Foundlings (The Lost Dragons Book 1)
Page 1
Foundlings
The Lost Dragons
Book One
This is a work of fiction. It is not meant to serve as an argument that dragons either do exist, or have existed. All references to historical events, real people, or actual events are used fictitiously. Other names, characters, events, and locations are the product of the author’s imagination, and any resemblance to actual places, events, dragons or persons (living or dead) is entirely coincidental.
Copyright 2016 by Finley Aaron and Henry Knox Press
Deep into that darkness peering, long I stood there wondering, fearing,
Doubting, dreaming dreams no mortals ever dared to dream before.—Edgar Allen Poe
Chapter One
Hastings, Nebraska, USA
Monday, December 18, 1989
The north wind blasts me with such force, I stagger half a step back through the library doors before bracing myself and pressing forward.

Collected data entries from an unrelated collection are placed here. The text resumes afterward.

//! Administrative command line interface.
//!
//! This is a thin caller of the core operations, the same role any other
//! presentation layer plays. Mutating commands act on behalf of the user
//! given with `--user`, with full editorial permissions.

use structopt::StructOpt;

use crate::{Result, config::{self, Config, Logging}, db, queue};

mod submission;
mod task;

#[derive(StructOpt)]
struct Opts {
    #[structopt(subcommand)]
    command: Command,
}

#[derive(StructOpt)]
enum Command {
    /// Manage submissions
    #[structopt(name = "submission")]
    Submission(submission::Opts),
    /// Manage editorial tasks
    #[structopt(name = "task")]
    Task(task::Opts),
    /// Show dashboard queue counts
    #[structopt(name = "queue")]
    Queue(QueueOpts),
}

#[derive(StructOpt)]
struct QueueOpts {
    /// Editor whose dashboard to compute
    #[structopt(long = "editor")]
    editor: i32,
}

pub fn main() -> Result<()> {
    let opts = Opts::from_args();
    let config = config::load()?;

    setup_logging(&config.logging)?;

    match opts.command {
        Command::Submission(opts) => submission::main(config, opts),
        Command::Task(opts) => task::main(config, opts),
        Command::Queue(opts) => queue_stats(config, opts),
    }
}

fn setup_logging(config: &Logging) -> Result<()> {
    let mut builder = env_logger::Builder::from_default_env();
    builder.filter_level(config.level);

    for (module, level) in &config.filters {
        builder.filter_module(module, *level);
    }

    builder.try_init()?;
    Ok(())
}

fn queue_stats(cfg: &Config, opts: QueueOpts) -> Result<()> {
    let db = db::connect(cfg)?;
    let stats = queue::stats(&db, opts.editor)?;

    println!("my queue:    {}", stats.my_queue);
    println!("in review:   {}", stats.in_review);
    println!("copyediting: {}", stats.copyediting);
    println!("production:  {}", stats.production);
    println!("archived:    {}", stats.archived);
    println!("open tasks:  {}", stats.open_tasks);

    Ok(())
}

It’s going to be a long walk home.
Three whole blocks. Normally three blocks is nothing, but today, in this wind, with fine pellets of snow assaulting my eyeballs like tiny ice bullets, three blocks is forever.

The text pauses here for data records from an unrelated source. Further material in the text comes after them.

use structopt::StructOpt;
use uuid::Uuid;

use crate::{
    Result,
    config::Config,
    db::{self, types::SubmissionStage},
    models::{Submission, Task, task::NewTaskParams},
    permissions::{Caller, PermissionBits},
};

#[derive(StructOpt)]
pub struct Opts {
    #[structopt(subcommand)]
    command: Command,
}

#[derive(StructOpt)]
enum Command {
    /// List a user's open tasks
    #[structopt(name = "list")]
    List(ListOpts),
    /// Create a task on a submission
    #[structopt(name = "add")]
    Add(AddOpts),
    /// Mark a task as done
    #[structopt(name = "complete")]
    Complete(CompleteOpts),
}

#[derive(StructOpt)]
struct ListOpts {
    /// User whose open tasks to list
    #[structopt(long = "assignee")]
    assignee: i32,
}

#[derive(StructOpt)]
struct AddOpts {
    /// Submission the task concerns
    #[structopt(parse(try_from_str))]
    submission: Uuid,
    /// Task title
    title: String,
    /// Stage the task belongs to
    #[structopt(long = "stage", parse(try_from_str))]
    stage: SubmissionStage,
    /// User the task is assigned to
    #[structopt(long = "assignee")]
    assignee: Option<i32>,
    /// User to act as
    #[structopt(long = "user")]
    user: i32,
}

#[derive(StructOpt)]
struct CompleteOpts {
    /// Submission the task concerns
    #[structopt(parse(try_from_str))]
    submission: Uuid,
    /// Task ID
    task: i32,
    /// User to act as
    #[structopt(long = "user")]
    user: i32,
}

pub fn main(cfg: &Config, opts: Opts) -> Result<()> {
    let db = db::connect(cfg)?;

    match opts.command {
        Command::List(opts) => list(&db, opts),
        Command::Add(opts) => add(&db, opts),
        Command::Complete(opts) => complete(&db, opts),
    }
}

fn list(db: &db::Connection, opts: ListOpts) -> Result<()> {
    for task in Task::all_open(db, opts.assignee)? {
        println!("{:>6} {} {:<12} {}",
            task.id, task.submission, task.stage.to_string(), task.title);
    }

    Ok(())
}

fn add(db: &db::Connection, opts: AddOpts) -> Result<()> {
    let caller = Caller::with_permissions(opts.user, PermissionBits::all());
    let submission = Submission::by_id(db, opts.submission)?;

    let task = Task::create(db, &caller, &submission, NewTaskParams {
        stage: opts.stage,
        title: &opts.title,
        assignee: opts.assignee,
        due_date: None,
    })?;

    println!("created task {}", task.id);

    Ok(())
}

fn complete(db: &db::Connection, opts: CompleteOpts) -> Result<()> {
    let caller = Caller::with_permissions(opts.user, PermissionBits::all());
    let mut task = Task::by_id(db, opts.submission, opts.task)?;

    task.complete(db, &caller)?;

    println!("task {} completed", task.id);

    Ok(())
}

I soldier on, clutching my library books, angling my arms higher so the books cover the left side of my face. I hate to make the books bear the brunt of the weather, but if any of us are going to get home through this, we’ll all have to sacrifice a little. Besides, I’m holding them spine up. The pages are protected, more or less. And since they’re library books, they’ve got that plastic coating that may not be bullet-proof, but it’s at least ice-bullet-proof.
At the corner, I glance both ways before heading straight north, into the wind and icy sleet.

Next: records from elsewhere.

use diesel_derive_enum::DbEnum;
use failure::Fail;
use serde::{Deserialize, Serialize};

use std::{fmt, str::FromStr};

use crate::error::ApiError;

/// One of the four sequential phases a submission passes through.
#[derive(Clone, Copy, DbEnum, Debug, Deserialize, Eq, Hash, PartialEq, Serialize)]
#[DieselType = "Submission_stage"]
#[serde(rename_all = "snake_case")]
pub enum SubmissionStage {
    Submission,
    Review,
    Copyediting,
    Production,
}

/// A submission's disposition within or across stages.
#[derive(Clone, Copy, DbEnum, Debug, Deserialize, Eq, Hash, PartialEq, Serialize)]
#[DieselType = "Submission_status"]
#[serde(rename_all = "snake_case")]
pub enum SubmissionStatus {
    Queued,
    InReview,
    Scheduled,
    Published,
    Declined,
    Archived,
    Withdrawn,
}

/// Publication state of a single publication version.
#[derive(Clone, Copy, DbEnum, Debug, Deserialize, Eq, Hash, PartialEq, Serialize)]
#[DieselType = "Version_status"]
#[serde(rename_all = "snake_case")]
pub enum VersionStatus {
    Queued,
    Scheduled,
    Published,
}

impl SubmissionStage {
    pub const ALL: [SubmissionStage; 4] = [
        SubmissionStage::Submission,
        SubmissionStage::Review,
        SubmissionStage::Copyediting,
        SubmissionStage::Production,
    ];

    /// Status a submission falls back to when it enters this stage with
    /// a status the stage doesn't allow.
    pub fn default_status(self) -> SubmissionStatus {
        match self {
            SubmissionStage::Review => SubmissionStatus::InReview,
            _ => SubmissionStatus::Queued,
        }
    }

    /// Is `status` a legal disposition for a submission in this stage?
    ///
    /// A submission can be declined, withdrawn, or archived anywhere, but
    /// `in_review` is tied to the review stage, and `scheduled`/`published`
    /// to production.
    pub fn allows(self, status: SubmissionStatus) -> bool {
        match status {
            SubmissionStatus::Queued =>
                self != SubmissionStage::Review,
            SubmissionStatus::InReview =>
                self == SubmissionStage::Review,
            SubmissionStatus::Scheduled | SubmissionStatus::Published =>
                self == SubmissionStage::Production,
            SubmissionStatus::Declined
            | SubmissionStatus::Archived
            | SubmissionStatus::Withdrawn => true,
        }
    }
}

impl fmt::Display for SubmissionStage {
    fn fmt(&self, fmt: &mut fmt::Formatter) -> fmt::Result {
        fmt.write_str(match *self {
            SubmissionStage::Submission => "submission",
            SubmissionStage::Review => "review",
            SubmissionStage::Copyediting => "copyediting",
            SubmissionStage::Production => "production",
        })
    }
}

impl FromStr for SubmissionStage {
    type Err = InvalidStage;

    fn from_str(v: &str) -> Result<Self, InvalidStage> {
        match v {
            "submission" => Ok(SubmissionStage::Submission),
            "review" => Ok(SubmissionStage::Review),
            "copyediting" => Ok(SubmissionStage::Copyediting),
            "production" => Ok(SubmissionStage::Production),
            _ => Err(InvalidStage(v.to_string())),
        }
    }
}

impl fmt::Display for SubmissionStatus {
    fn fmt(&self, fmt: &mut fmt::Formatter) -> fmt::Result {
        fmt.write_str(match *self {
            SubmissionStatus::Queued => "queued",
            SubmissionStatus::InReview => "in_review",
            SubmissionStatus::Scheduled => "scheduled",
            SubmissionStatus::Published => "published",
            SubmissionStatus::Declined => "declined",
            SubmissionStatus::Archived => "archived",
            SubmissionStatus::Withdrawn => "withdrawn",
        })
    }
}

impl FromStr for SubmissionStatus {
    type Err = InvalidStatus;

    fn from_str(v: &str) -> Result<Self, InvalidStatus> {
        match v {
            "queued" => Ok(SubmissionStatus::Queued),
            "in_review" => Ok(SubmissionStatus::InReview),
            "scheduled" => Ok(SubmissionStatus::Scheduled),
            "published" => Ok(SubmissionStatus::Published),
            "declined" => Ok(SubmissionStatus::Declined),
            "archived" => Ok(SubmissionStatus::Archived),
            "withdrawn" => Ok(SubmissionStatus::Withdrawn),
            _ => Err(InvalidStatus(v.to_string())),
        }
    }
}

impl fmt::Display for VersionStatus {
    fn fmt(&self, fmt: &mut fmt::Formatter) -> fmt::Result {
        fmt.write_str(match *self {
            VersionStatus::Queued => "queued",
            VersionStatus::Scheduled => "scheduled",
            VersionStatus::Published => "published",
        })
    }
}

#[derive(ApiError, Debug, Fail)]
#[fail(display = "{:?} is not a workflow stage", _0)]
#[api(code = "workflow:invalid-stage", kind = "InvalidArgument")]
pub struct InvalidStage(pub String);

#[derive(ApiError, Debug, Fail)]
#[fail(display = "{:?} is not a submission status", _0)]
#[api(code = "workflow:invalid-status", kind = "InvalidArgument")]
pub struct InvalidStatus(pub String);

Now there’s no way to angle my face to stop the wind. I can look straight down at my shoes, but then I can’t see anything of where I’m going.
I just want to get home.
There’s a shortcut through the alley. Instead of walking a full block north, I could turn off halfway, take the alley for two blocks, and go in through the back door.
Not only would it be faster, but the buildings on that route block the wind, instead of funneling it toward my face.
The only reason I don’t take the shortcut every time I walk home from the library, is that’s where the seniors like to hang out and smoke.
I am a freshman. Worse than that, I’m a freshman carrying library books.
As I’m considering the option, a particularly forceful blast of wind shoves me back, peeling the hood away from my head.
For a second, it’s all I can do to stand strong against the gust without slipping on the pellets of ice accumulating on the sidewalk.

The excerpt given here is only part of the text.